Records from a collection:
▼

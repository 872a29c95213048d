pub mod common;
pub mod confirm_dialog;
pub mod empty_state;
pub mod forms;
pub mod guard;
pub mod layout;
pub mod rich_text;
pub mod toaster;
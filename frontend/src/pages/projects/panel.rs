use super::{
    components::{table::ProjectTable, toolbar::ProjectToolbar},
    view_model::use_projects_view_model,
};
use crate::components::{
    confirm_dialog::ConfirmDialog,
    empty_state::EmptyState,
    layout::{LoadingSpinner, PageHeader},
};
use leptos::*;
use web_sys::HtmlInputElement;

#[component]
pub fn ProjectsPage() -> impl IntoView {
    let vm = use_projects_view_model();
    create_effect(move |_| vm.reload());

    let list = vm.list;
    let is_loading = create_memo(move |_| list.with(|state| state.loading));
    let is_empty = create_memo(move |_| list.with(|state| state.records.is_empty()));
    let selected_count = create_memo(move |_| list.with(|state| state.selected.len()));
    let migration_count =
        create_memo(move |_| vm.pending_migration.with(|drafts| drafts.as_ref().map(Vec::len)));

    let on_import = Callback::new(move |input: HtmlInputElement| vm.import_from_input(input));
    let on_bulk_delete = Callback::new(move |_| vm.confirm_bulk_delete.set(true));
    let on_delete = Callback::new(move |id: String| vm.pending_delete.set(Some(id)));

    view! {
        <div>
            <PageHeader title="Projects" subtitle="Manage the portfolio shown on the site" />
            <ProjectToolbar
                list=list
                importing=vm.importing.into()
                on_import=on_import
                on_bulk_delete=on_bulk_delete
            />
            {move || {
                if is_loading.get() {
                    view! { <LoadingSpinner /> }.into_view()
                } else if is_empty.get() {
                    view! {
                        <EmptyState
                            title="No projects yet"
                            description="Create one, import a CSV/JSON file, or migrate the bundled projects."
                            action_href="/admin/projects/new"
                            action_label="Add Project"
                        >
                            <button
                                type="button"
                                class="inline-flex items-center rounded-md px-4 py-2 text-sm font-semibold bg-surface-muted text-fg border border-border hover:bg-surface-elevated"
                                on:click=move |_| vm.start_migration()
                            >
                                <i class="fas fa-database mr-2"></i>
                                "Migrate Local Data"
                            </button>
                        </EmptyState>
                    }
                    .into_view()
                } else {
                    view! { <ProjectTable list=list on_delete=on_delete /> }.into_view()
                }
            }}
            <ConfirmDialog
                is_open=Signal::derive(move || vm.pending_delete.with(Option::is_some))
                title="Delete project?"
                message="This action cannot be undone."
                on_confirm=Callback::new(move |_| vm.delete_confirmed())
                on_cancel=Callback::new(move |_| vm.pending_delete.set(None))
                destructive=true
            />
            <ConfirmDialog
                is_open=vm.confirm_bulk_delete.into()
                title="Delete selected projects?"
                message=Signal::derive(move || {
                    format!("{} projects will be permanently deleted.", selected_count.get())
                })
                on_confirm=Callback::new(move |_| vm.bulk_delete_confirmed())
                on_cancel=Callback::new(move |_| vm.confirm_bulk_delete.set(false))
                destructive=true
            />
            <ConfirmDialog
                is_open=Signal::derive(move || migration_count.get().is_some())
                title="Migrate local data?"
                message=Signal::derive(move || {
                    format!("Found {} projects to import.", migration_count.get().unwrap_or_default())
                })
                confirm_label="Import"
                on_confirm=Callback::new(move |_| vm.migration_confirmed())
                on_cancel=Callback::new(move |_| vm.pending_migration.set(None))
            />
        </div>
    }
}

▲

_Exercise instructions_. Search the entries for the word "EmptyState" and show every line that has it.

_Response for this exercise_.
    empty_state::EmptyState,
                        <EmptyState
                        </EmptyState>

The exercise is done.